This morning I am off to work at U.S./Labor Education in the Americas Project. Charity one of the members of Reconciler works there and they have about a day's worth of data entry work. To pay the bills while pastoring at Reconciler I am a temporary office worker. A couple of times now that not only has meant working in similar environments to the people I pastor but also working with (and in this case for) one of my parishioners.
There is in this all the dangers of dual/multiple roles and relationships I was warned to avoid at all cost in seminary. I appreciate now more thane ever those cautions, and being taught the dangers, but I questioned then and even more so now the underlying assumption of some of those warnings and proscriptions, on what sort of relationships to have and not have with members of a local congregation. Much of these proscriptions come from a certain view of professionalism. A professional is to be distant from those she serves. Professionals are those that are paid to do things with expertise. A professional is to be an expert, an authority by virtue of greater training skill and expertise. It seems to me though that in truth there is nothing truly professional about the ordained ministry of the church. To be a minister of Word and Sacrament is not to be an expert, and is certainly not to be professionally distanced from the people of God. Rather it is to be more intimately connected to the life of the people of God.
Surely there is distance created by being set apart and taking on a certain care for the body of Christ, and their is the distance that leading, even characterized (rightly) as servant-leadership, creates. yet this is not the distance of the professional.
My denomination is currently debating what qualifies one to be ordained to Word and Sacrament. Can people in my position as a bi-vocational pastor qualify for ordination. Which seems strange to me for this debate to exist among us who look to Saint Paul for so much. Was he not an apostle? Did he not work in the same market place as those to whom he ministered to as apostle? Did he not support himself as a tent maker? The answer to all of these is yes.
I also understand the desire for "professionalism" in the ministry. And frankly I'd like to be able to have my energies more focused, my time less divided, and my thoughts a little less scattered. But then if I am a minister of the Gospel in a specific and specified way, if I am set aside to Word and Sacrament, should I not also be willing to give up the comforts of status to be with God's people in the world. Is not in fact a Pastor in the church more of a bricoleur than a professional. And while it may be a good and justified thing for a minister of the Gospel to earn a living by the Gospel: In the end it is being with and in the world that should characterize such a minister and not being a "professional". It is not professional distance but the sacrificing presence of God incarnate, who gave everything that we may have life, that is our model and our standard. Standards of ministers should reflect more Saint Paul and Jesus Christ then current notions of professionalism and expertise.
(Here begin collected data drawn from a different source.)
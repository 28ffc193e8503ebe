//! Pairing table
//!
//! Symmetric user <-> partner mapping stored as two directed entries so
//! either side resolves its partner in O(1). Entries are only ever inserted
//! or removed in twos.

use std::collections::HashMap;

use crate::error::AppError;
use crate::types::UserId;

#[derive(Debug, Default)]
pub struct PairingTable {
    partners: HashMap<UserId, UserId>,
}

impl PairingTable {
    pub fn new() -> Self {
        Self::default()
    }

    /// Pair two users
    ///
    /// Fails with `AlreadyPaired` if either side already has a partner, or
    /// if both sides are the same user. Nothing is inserted on failure.
    pub fn pair(&mut self, a: UserId, b: UserId) -> Result<(), AppError> {
        if a == b || self.partners.contains_key(&a) {
            return Err(AppError::AlreadyPaired(a));
        }
        if self.partners.contains_key(&b) {
            return Err(AppError::AlreadyPaired(b));
        }

        self.partners.insert(a, b);
        self.partners.insert(b, a);
        Ok(())
    }

    pub fn partner_of(&self, id: UserId) -> Option<UserId> {
        self.partners.get(&id).copied()
    }

    pub fn is_paired(&self, id: UserId) -> bool {
        self.partners.contains_key(&id)
    }

    /// Dissolve the user's pair, returning the former partner
    pub fn unpair(&mut self, id: UserId) -> Option<UserId> {
        let partner = self.partners.remove(&id)?;
        self.partners.remove(&partner);
        Some(partner)
    }

    /// Number of active pairs
    pub fn len(&self) -> usize {
        self.partners.len() / 2
    }

    pub fn is_empty(&self) -> bool {
        self.partners.is_empty()
    }
}

#[cfg(test)]
mod tests {
    use super::*;

    #[test]
    fn test_pair_is_symmetric() {
        let mut table = PairingTable::new();
        let (x, y) = (UserId::new(), UserId::new());

        table.pair(x, y).unwrap();
        assert_eq!(table.partner_of(x), Some(y));
        assert_eq!(table.partner_of(y), Some(x));
        assert_eq!(table.len(), 1);
    }

    #[test]
    fn test_unpair_removes_both_sides() {
        let mut table = PairingTable::new();
        let (x, y) = (UserId::new(), UserId::new());
        table.pair(x, y).unwrap();

        assert_eq!(table.unpair(y), Some(x));
        assert!(table.partner_of(x).is_none());
        assert!(table.partner_of(y).is_none());
        assert!(table.is_empty());

        assert!(table.unpair(x).is_none());
    }

    #[test]
    fn test_pair_rejects_already_paired() {
        let mut table = PairingTable::new();
        let (x, y, z) = (UserId::new(), UserId::new(), UserId::new());
        table.pair(x, y).unwrap();

        assert!(matches!(table.pair(z, y), Err(AppError::AlreadyPaired(id)) if id == y));
        assert!(matches!(table.pair(x, z), Err(AppError::AlreadyPaired(id)) if id == x));

        // Failed attempts leave no half-entries behind
        assert!(table.partner_of(z).is_none());
        assert_eq!(table.partner_of(x), Some(y));
        assert_eq!(table.len(), 1);
    }

    #[test]
    fn test_pair_with_self_rejected() {
        let mut table = PairingTable::new();
        let x = UserId::new();
        assert!(table.pair(x, x).is_err());
        assert!(table.is_empty());
    }
}
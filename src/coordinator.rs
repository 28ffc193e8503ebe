//! Presence & pairing coordinator
//!
//! Owns the identity registry, connection map, waiting queue and pairing
//! table, and is the only thing that mutates them. Each handler runs to
//! completion and returns the messages it wants delivered; it never does
//! I/O itself, so the whole state machine can be driven in plain unit tests.
//!
//! An event whose connection does not resolve to a user (never
//! authenticated, already disconnected, or superseded by a newer login) is
//! ignored.

use tracing::{debug, error, info, warn};

use crate::connections::ConnectionMap;
use crate::error::AppError;
use crate::message::ServerMessage;
use crate::pairing::PairingTable;
use crate::queue::WaitingQueue;
use crate::registry::{IdentityRegistry, User};
use crate::types::{ConnectionId, UserId};

/// One outbound message addressed to a connection
#[derive(Debug, Clone, PartialEq)]
pub struct Delivery {
    pub to: ConnectionId,
    pub message: ServerMessage,
}

impl Delivery {
    pub fn new(to: ConnectionId, message: ServerMessage) -> Self {
        Self { to, message }
    }
}

/// Lifecycle state of a registered user
#[derive(Debug, Clone, Copy, PartialEq, Eq)]
pub enum UserState {
    /// No live connection bound
    Unauthenticated,
    /// Online, neither searching nor paired
    Idle,
    /// In the waiting queue
    Searching,
    /// Has a partner
    Paired,
}

#[derive(Debug, Default)]
pub struct Coordinator {
    registry: IdentityRegistry,
    connections: ConnectionMap,
    queue: WaitingQueue,
    pairs: PairingTable,
}

impl Coordinator {
    pub fn new() -> Self {
        Self::default()
    }

    /// Register a user from the login endpoint
    pub fn register(&mut self, display_name: &str) -> Result<UserId, AppError> {
        let id = self.registry.register(display_name)?;
        debug!("Registered user {} (total users: {})", id, self.registry.len());
        Ok(id)
    }

    pub fn user(&self, id: UserId) -> Option<&User> {
        self.registry.lookup(id)
    }

    pub fn state_of(&self, id: UserId) -> Option<UserState> {
        let user = self.registry.lookup(id)?;
        let state = if !user.is_online() {
            UserState::Unauthenticated
        } else if self.pairs.is_paired(id) {
            UserState::Paired
        } else if self.queue.contains(id) {
            UserState::Searching
        } else {
            UserState::Idle
        };
        Some(state)
    }

    /// User currently owning a connection
    pub fn resolve(&self, connection: ConnectionId) -> Option<UserId> {
        self.connections.resolve(connection)
    }

    pub fn partner_of(&self, id: UserId) -> Option<UserId> {
        self.pairs.partner_of(id)
    }

    pub fn user_count(&self) -> usize {
        self.registry.len()
    }

    pub fn online_count(&self) -> usize {
        self.connections.len()
    }

    pub fn waiting_len(&self) -> usize {
        self.queue.len()
    }

    pub fn pair_count(&self) -> usize {
        self.pairs.len()
    }

    /// Bind a connection to an identity
    ///
    /// A user that was already online on another connection moves to this
    /// one; the old connection is unbound and everything it sends from now
    /// on is ignored. Queue and pair membership carry over, and the client
    /// is told about them right after `auth_ok`.
    pub fn authenticate(&mut self, connection: ConnectionId, id: UserId) -> Vec<Delivery> {
        // Unknown identity changes nothing, not even an existing binding
        if self.registry.lookup(id).is_none() {
            warn!("Authentication failed on {}: unknown identity {}", connection, id);
            return vec![Delivery::new(connection, ServerMessage::AuthFailed)];
        }

        let mut out = Vec::new();

        // Same socket logging in as someone else: retire the previous owner first
        if let Some(previous) = self.connections.resolve(connection) {
            if previous != id {
                out.extend(self.disconnect(connection));
            }
        }

        let superseded = match self.registry.bind_connection(id, connection) {
            Ok(superseded) => superseded,
            Err(err) => {
                error!("Binding {} to {} failed after lookup: {}", id, connection, err);
                out.push(Delivery::new(connection, ServerMessage::AuthFailed));
                return out;
            }
        };

        if let Some(old) = superseded.filter(|old| *old != connection) {
            self.connections.unbind(old);
            info!("User {} moved from connection {} to {}", id, old, connection);
        }
        self.connections.bind(connection, id);

        let username = self.username_of(id);
        info!("User '{}' ({}) authenticated on {}", username, id, connection);
        out.push(Delivery::new(
            connection,
            ServerMessage::AuthOk {
                user_id: id,
                username,
            },
        ));

        if let Some(partner) = self.pairs.partner_of(id) {
            out.push(Delivery::new(connection, self.paired_with(partner)));
        } else if self.queue.contains(id) {
            out.push(Delivery::new(connection, ServerMessage::Waiting));
        }

        out
    }

    /// Match the caller with the longest-waiting user, or start waiting
    pub fn find_partner(&mut self, connection: ConnectionId) -> Vec<Delivery> {
        let Some(me) = self.connections.resolve(connection) else {
            return Vec::new();
        };

        // Already paired: repeat the answer to the caller only
        if let Some(partner) = self.pairs.partner_of(me) {
            return vec![Delivery::new(connection, self.paired_with(partner))];
        }

        let Some(candidate) = self.queue.dequeue_oldest() else {
            self.queue.enqueue(me);
            info!("User {} added to waiting queue", me);
            return vec![Delivery::new(connection, ServerMessage::Waiting)];
        };

        if candidate == me {
            self.queue.enqueue(candidate);
            return Vec::new();
        }

        if let Err(err) = self.pairs.pair(me, candidate) {
            error!("Pairing invariant broken for {} and {}: {}", me, candidate, err);
            debug_assert!(false, "pair() called on an already paired user: {err}");
            self.queue.enqueue(candidate);
            return Vec::new();
        }

        info!(
            "Paired '{}' <-> '{}'",
            self.username_of(me),
            self.username_of(candidate)
        );

        let mut out = vec![Delivery::new(connection, self.paired_with(candidate))];
        match self.registry.connection_of(candidate) {
            Some(candidate_conn) => {
                out.push(Delivery::new(candidate_conn, self.paired_with(me)));
            }
            None => {
                debug!("User {} offline, will learn of pairing on next login", candidate);
            }
        }
        out
    }

    /// Leave the waiting queue; pairs are not affected
    pub fn stop_search(&mut self, connection: ConnectionId) -> Vec<Delivery> {
        let Some(me) = self.connections.resolve(connection) else {
            return Vec::new();
        };

        if self.queue.remove(me) {
            info!("User {} stopped searching", me);
        }
        vec![Delivery::new(connection, ServerMessage::SearchStopped)]
    }

    /// Forward live text to the partner
    pub fn typing(&mut self, connection: ConnectionId, text: String) -> Vec<Delivery> {
        self.forward_to_partner(connection, ServerMessage::Typing { text })
    }

    pub fn stop_typing(&mut self, connection: ConnectionId) -> Vec<Delivery> {
        self.forward_to_partner(connection, ServerMessage::StopTyping)
    }

    /// Tear down everything tied to a closed connection
    ///
    /// The user leaves the queue, any pair is dissolved with the partner
    /// notified (the partner is left idle, not re-queued), and the
    /// connection is unbound. The identity itself is kept.
    pub fn disconnect(&mut self, connection: ConnectionId) -> Vec<Delivery> {
        let Some(me) = self.connections.unbind(connection) else {
            return Vec::new();
        };
        self.registry.clear_connection(me);

        self.queue.remove(me);

        let mut out = Vec::new();
        if let Some(partner) = self.pairs.unpair(me) {
            info!("Pair {} <-> {} dissolved by disconnect", me, partner);
            if let Some(partner_conn) = self.registry.connection_of(partner) {
                out.push(Delivery::new(
                    partner_conn,
                    ServerMessage::PartnerDisconnected,
                ));
            }
        }

        debug!(
            "Online: {}, waiting: {}, pairs: {}",
            self.connections.len(),
            self.queue.len(),
            self.pairs.len()
        );
        out
    }

    /// Route a message to the sender's partner if both ends are live
    fn forward_to_partner(
        &self,
        connection: ConnectionId,
        message: ServerMessage,
    ) -> Vec<Delivery> {
        self.connections
            .resolve(connection)
            .and_then(|me| self.pairs.partner_of(me))
            .and_then(|partner| self.registry.connection_of(partner))
            .map(|partner_conn| Delivery::new(partner_conn, message))
            .into_iter()
            .collect()
    }

    fn paired_with(&self, partner: UserId) -> ServerMessage {
        ServerMessage::Paired {
            partner_id: partner,
            partner_name: self.username_of(partner),
        }
    }

    fn username_of(&self, id: UserId) -> String {
        self.registry
            .lookup(id)
            .map(|u| u.username.clone())
            .unwrap_or_default()
    }
}
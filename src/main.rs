//! Pairing Chat Server - Entry Point
//!
//! Starts the ChatServer actor and serves the HTTP/WebSocket router.

use std::net::SocketAddr;

use tokio::net::TcpListener;
use tokio::sync::mpsc;
use tracing::info;
use tracing_subscriber::EnvFilter;

use pairchat::{build_router, AppState, ChatServer, Config};

/// Channel buffer size for server commands
const CHANNEL_BUFFER_SIZE: usize = 256;

#[tokio::main]
async fn main() -> Result<(), Box<dyn std::error::Error>> {
    // Use RUST_LOG env var to control log level
    // e.g., RUST_LOG=debug or RUST_LOG=pairchat=trace,tower_http=debug
    tracing_subscriber::fmt()
        .with_env_filter(
            EnvFilter::try_from_default_env().unwrap_or_else(|_| EnvFilter::new("pairchat=info")),
        )
        .init();

    let config = Config::from_env()?;

    // Create ChatServer actor channel and start
    let (cmd_tx, cmd_rx) = mpsc::channel(CHANNEL_BUFFER_SIZE);
    tokio::spawn(ChatServer::new(cmd_rx).run());
    info!("ChatServer actor started");

    let static_dir = config.static_dir_if_present();
    match static_dir {
        Some(dir) => info!("Serving static files from {}", dir.display()),
        None => info!(
            "Static directory {} not found, serving API only",
            config.static_dir.display()
        ),
    }
    let app = build_router(AppState { commands: cmd_tx }, static_dir);

    let addr = config.bind_addr();
    let listener = TcpListener::bind(addr).await?;
    info!("Pairing chat server listening on {}", addr);

    axum::serve(
        listener,
        app.into_make_service_with_connect_info::<SocketAddr>(),
    )
    .await?;

    Ok(())
}
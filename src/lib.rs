//! Anonymous 1:1 Pairing Chat Server Library
//!
//! Users log in with a display name, wait in a FIFO pool, get matched with a
//! stranger, and see each other's text live as it is typed.
//!
//! # Features
//! - `POST /login` issuing per-process identities
//! - WebSocket authentication against those identities
//! - FIFO partner matching
//! - Live typing / stop-typing relay to the partner only
//! - Partner-disconnect notification
//! - Optional static file serving for the browser client
//!
//! # Architecture
//! Uses the Actor pattern with `mpsc` channels:
//! - `ChatServer` is the single task owning all state; it feeds each command
//!   to the `Coordinator` and delivers the resulting messages
//! - `Coordinator` is a plain synchronous state machine over four small
//!   structures: identity registry, connection map, waiting queue, pairing table
//! - Each WebSocket has a `handler` task pair talking to the server
//! - No locks needed - all state access goes through message passing
//!
//! # Example
//! ```ignore
//! use std::net::SocketAddr;
//! use tokio::net::TcpListener;
//! use tokio::sync::mpsc;
//! use pairchat::{build_router, AppState, ChatServer};
//!
//! #[tokio::main]
//! async fn main() {
//!     let (cmd_tx, cmd_rx) = mpsc::channel(256);
//!     tokio::spawn(ChatServer::new(cmd_rx).run());
//!
//!     let app = build_router(AppState { commands: cmd_tx }, None);
//!     let listener = TcpListener::bind("0.0.0.0:3000").await.unwrap();
//!     axum::serve(listener, app.into_make_service_with_connect_info::<SocketAddr>())
//!         .await
//!         .unwrap();
//! }
//! ```

pub mod client;
pub mod config;
pub mod connections;
pub mod coordinator;
pub mod error;
pub mod handler;
pub mod message;
pub mod pairing;
pub mod queue;
pub mod registry;
pub mod routes;
pub mod server;
pub mod types;

// Re-export main types for convenience
pub use client::Client;
pub use config::Config;
pub use connections::ConnectionMap;
pub use coordinator::{Coordinator, Delivery, UserState};
pub use error::{AppError, SendError};
pub use handler::handle_connection;
pub use message::{ClientMessage, LoginRequest, LoginResponse, ServerMessage};
pub use pairing::PairingTable;
pub use queue::WaitingQueue;
pub use registry::{IdentityRegistry, User};
pub use routes::{build_router, AppState};
pub use server::{ChatServer, ServerCommand};
pub use types::{ConnectionId, UserId};
//! Message protocol definitions
//!
//! JSON-based bidirectional message protocol using Serde's tagged enum
//! for type-safe serialization/deserialization. Field names follow the
//! browser client's camelCase convention.

use serde::{Deserialize, Serialize};

use crate::types::UserId;

/// Client → Server message
///
/// All messages from client to server. Uses tagged enum with snake_case naming.
/// Disconnect has no message; it is the end of the WebSocket.
#[derive(Debug, Clone, PartialEq, Serialize, Deserialize)]
#[serde(tag = "type", rename_all = "snake_case")]
pub enum ClientMessage {
    /// Bind this connection to an identity issued by `/login`
    ///
    /// Kept as a raw string so a malformed id still earns `auth_failed`
    /// instead of being dropped as invalid JSON.
    #[serde(alias = "auth")]
    Authenticate {
        #[serde(rename = "userId", default)]
        user_id: Option<String>,
    },
    /// Join the waiting pool or get matched
    FindPartner,
    /// Leave the waiting pool
    StopSearch,
    /// Current contents of the sender's input box
    Typing {
        #[serde(default)]
        text: String,
    },
    /// Sender went idle
    StopTyping,
}

impl ClientMessage {
    /// Parse the identity carried by an `authenticate` message
    ///
    /// Returns `None` for missing or non-UUID values.
    pub fn parse_user_id(raw: Option<&str>) -> Option<UserId> {
        raw.and_then(|s| s.trim().parse().ok()).map(UserId)
    }
}

/// Server → Client message
///
/// All messages from server to client. Uses tagged enum with snake_case naming.
#[derive(Debug, Clone, PartialEq, Serialize, Deserialize)]
#[serde(tag = "type", rename_all = "snake_case")]
pub enum ServerMessage {
    /// Connection bound to the identity
    AuthOk {
        #[serde(rename = "userId")]
        user_id: UserId,
        username: String,
    },
    /// Identity unknown, client should log in again
    AuthFailed,
    /// Enqueued, no partner available yet
    Waiting,
    /// Matched with a partner
    Paired {
        #[serde(rename = "partnerId")]
        partner_id: UserId,
        #[serde(rename = "partnerName")]
        partner_name: String,
    },
    /// Removed from the waiting pool
    SearchStopped,
    /// Partner's live text
    Typing { text: String },
    /// Partner stopped typing
    StopTyping,
    /// Partner's connection went away; pair dissolved
    PartnerDisconnected,
}

/// `POST /login` request body
#[derive(Debug, Clone, Serialize, Deserialize)]
pub struct LoginRequest {
    #[serde(default)]
    pub username: String,
}

/// `POST /login` success body
#[derive(Debug, Clone, PartialEq, Serialize, Deserialize)]
pub struct LoginResponse {
    #[serde(rename = "userId")]
    pub user_id: UserId,
    pub username: String,
}
//! WebSocket connection handler
//!
//! Handles one upgraded WebSocket: message parsing and bidirectional
//! communication with the ChatServer. Each socket is a single ordered
//! channel in both directions, which is what keeps a partner's `typing` and
//! `stop_typing` in the order they were sent.

use axum::extract::ws::{Message, WebSocket};
use futures_util::{SinkExt, StreamExt};
use tokio::sync::mpsc;
use tracing::{debug, error, info, warn};

use crate::client::OUTBOUND_BUFFER_SIZE;
use crate::error::AppError;
use crate::message::{ClientMessage, ServerMessage};
use crate::server::ServerCommand;
use crate::types::ConnectionId;

/// Drive an upgraded WebSocket until either side goes away
///
/// Registers the socket with the ChatServer, pumps frames both ways, and
/// always reports the disconnect on the way out.
pub async fn handle_connection(
    socket: WebSocket,
    cmd_tx: mpsc::Sender<ServerCommand>,
    peer_addr: String,
) -> Result<(), AppError> {
    let (mut ws_sender, mut ws_receiver) = socket.split();

    let connection_id = ConnectionId::new();
    info!("Connection {} opened from {}", connection_id, peer_addr);

    // Channel for server -> client messages
    let (msg_tx, mut msg_rx) = mpsc::channel::<ServerMessage>(OUTBOUND_BUFFER_SIZE);

    if cmd_tx
        .send(ServerCommand::Connect {
            connection_id,
            sender: msg_tx,
        })
        .await
        .is_err()
    {
        error!("Failed to register connection {} - server closed", connection_id);
        return Err(AppError::ChannelSend);
    }

    let cmd_tx_read = cmd_tx.clone();

    // Read task (WebSocket -> ServerCommand)
    let mut read_task = tokio::spawn(async move {
        while let Some(msg_result) = ws_receiver.next().await {
            match msg_result {
                Ok(Message::Text(text)) => match serde_json::from_str::<ClientMessage>(&text) {
                    Ok(client_msg) => {
                        let cmd = client_message_to_command(connection_id, client_msg);
                        if cmd_tx_read.send(cmd).await.is_err() {
                            debug!("Server closed, ending read task for {}", connection_id);
                            break;
                        }
                    }
                    Err(e) => {
                        warn!("Invalid JSON from {}: {}", connection_id, e);
                    }
                },
                Ok(Message::Close(_)) => {
                    debug!("Connection {} sent close frame", connection_id);
                    break;
                }
                Ok(_) => {
                    // Binary, ping and pong frames carry nothing for us
                }
                Err(e) => {
                    error!("WebSocket error for {}: {}", connection_id, e);
                    break;
                }
            }
        }
        debug!("Read task ended for {}", connection_id);
    });

    // Write task (ServerMessage -> WebSocket)
    let mut write_task = tokio::spawn(async move {
        while let Some(msg) = msg_rx.recv().await {
            match serde_json::to_string(&msg) {
                Ok(json) => {
                    if ws_sender.send(Message::Text(json)).await.is_err() {
                        debug!("WebSocket send failed, ending write task");
                        break;
                    }
                }
                Err(e) => {
                    error!("Failed to serialize message: {}", e);
                }
            }
        }
        debug!("Write task ended for {}", connection_id);

        let _ = ws_sender.close().await;
    });

    // Whichever side finishes first takes the other down with it
    tokio::select! {
        _ = &mut read_task => {
            write_task.abort();
        }
        _ = &mut write_task => {
            read_task.abort();
        }
    }

    let _ = cmd_tx
        .send(ServerCommand::Disconnect { connection_id })
        .await;

    info!("Connection {} from {} closed", connection_id, peer_addr);

    Ok(())
}

/// Convert a ClientMessage to a ServerCommand
fn client_message_to_command(connection_id: ConnectionId, msg: ClientMessage) -> ServerCommand {
    match msg {
        ClientMessage::Authenticate { user_id } => ServerCommand::Authenticate {
            connection_id,
            user_id: ClientMessage::parse_user_id(user_id.as_deref()),
        },
        ClientMessage::FindPartner => ServerCommand::FindPartner { connection_id },
        ClientMessage::StopSearch => ServerCommand::StopSearch { connection_id },
        ClientMessage::Typing { text } => ServerCommand::Typing {
            connection_id,
            text,
        },
        ClientMessage::StopTyping => ServerCommand::StopTyping { connection_id },
    }
}
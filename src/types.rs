//! Basic type definitions for the pairing server
//!
//! Provides newtype wrappers for type safety:
//! - `UserId`: durable identity issued at login
//! - `ConnectionId`: transient handle for one open WebSocket

use serde::{Deserialize, Serialize};
use uuid::Uuid;

/// Unique user identity (newtype pattern)
///
/// Issued by `/login` and kept for the process lifetime. Serializes as the
/// bare UUID string so clients can echo it back in `authenticate`.
#[derive(Debug, Clone, Copy, PartialEq, Eq, Hash, Serialize, Deserialize)]
#[serde(transparent)]
pub struct UserId(pub Uuid);

impl UserId {
    /// Create a new random user ID
    pub fn new() -> Self {
        Self(Uuid::new_v4())
    }
}

impl Default for UserId {
    fn default() -> Self {
        Self::new()
    }
}

impl std::fmt::Display for UserId {
    fn fmt(&self, f: &mut std::fmt::Formatter<'_>) -> std::fmt::Result {
        write!(f, "{}", self.0)
    }
}

/// Live connection handle
///
/// One per accepted WebSocket. Changes on every reconnect, unlike `UserId`.
#[derive(Debug, Clone, Copy, PartialEq, Eq, Hash)]
pub struct ConnectionId(pub Uuid);

impl ConnectionId {
    pub fn new() -> Self {
        Self(Uuid::new_v4())
    }
}

impl Default for ConnectionId {
    fn default() -> Self {
        Self::new()
    }
}

impl std::fmt::Display for ConnectionId {
    fn fmt(&self, f: &mut std::fmt::Formatter<'_>) -> std::fmt::Result {
        write!(f, "{}", self.0)
    }
}
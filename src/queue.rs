//! Waiting queue
//!
//! FIFO of users looking for a partner. First to search is first matched.
//! A user appears at most once.

use std::collections::VecDeque;

use crate::types::UserId;

#[derive(Debug, Default)]
pub struct WaitingQueue {
    entries: VecDeque<UserId>,
}

impl WaitingQueue {
    pub fn new() -> Self {
        Self::default()
    }

    /// Append to the tail unless already waiting
    ///
    /// Returns true if the user was added.
    pub fn enqueue(&mut self, id: UserId) -> bool {
        if self.contains(id) {
            return false;
        }
        self.entries.push_back(id);
        true
    }

    /// Remove and return the longest-waiting user
    pub fn dequeue_oldest(&mut self) -> Option<UserId> {
        self.entries.pop_front()
    }

    /// Remove a user wherever it sits in the queue
    ///
    /// Returns true if the user was waiting.
    pub fn remove(&mut self, id: UserId) -> bool {
        match self.entries.iter().position(|&e| e == id) {
            Some(idx) => {
                self.entries.remove(idx);
                true
            }
            None => false,
        }
    }

    pub fn contains(&self, id: UserId) -> bool {
        self.entries.contains(&id)
    }

    pub fn len(&self) -> usize {
        self.entries.len()
    }

    pub fn is_empty(&self) -> bool {
        self.entries.is_empty()
    }
}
It is certainly helpful to know the pitfalls of this being with and the potential abuses that I was taught in seminary as I was being molded into a "professional" minister. Now if we can only keep those insights and leave aside professionalism and embrace bricolage.
I had to look up bricolage. From Wikipedia: "In cultural studies bricolage is used to mean the processes by which people acquire objects from across social divisions to create new cultural identities. In particular, it is a feature of subcultures such as, for example, the punk movement. Here, objects that possess one meaning (or no meaning) in the dominant culture are acquired and given a new, often subversive meaning. For example, the safety pin became a form of decoration in punk culture."
ReplyDeleteYou're a punk pastor! Hooray! But, really, no one is surprised.
Interesting I was thinking more of Derrida than cultural studies, so had not made the subculture/punk/goth association.
ReplyDeleteI could have used "amature" or jack of all trades", however bricoleur and bricolage while both communicates non-expert but also competence and that the above two do not as well as what you pointed out above bringing together various things from differing and even contradictory contexts for the production of meaning.
Early on in Derrida's career as a philosopher he argued that philosophy be understood as bricolage and philosophers as bricoleurs. I read that essay (the title of which escapes me at the moment) at the beginning of my seminary career while at Fuller and it seemed to me that what Derrida was saying about philsophy could be said about theology and ordained ministry.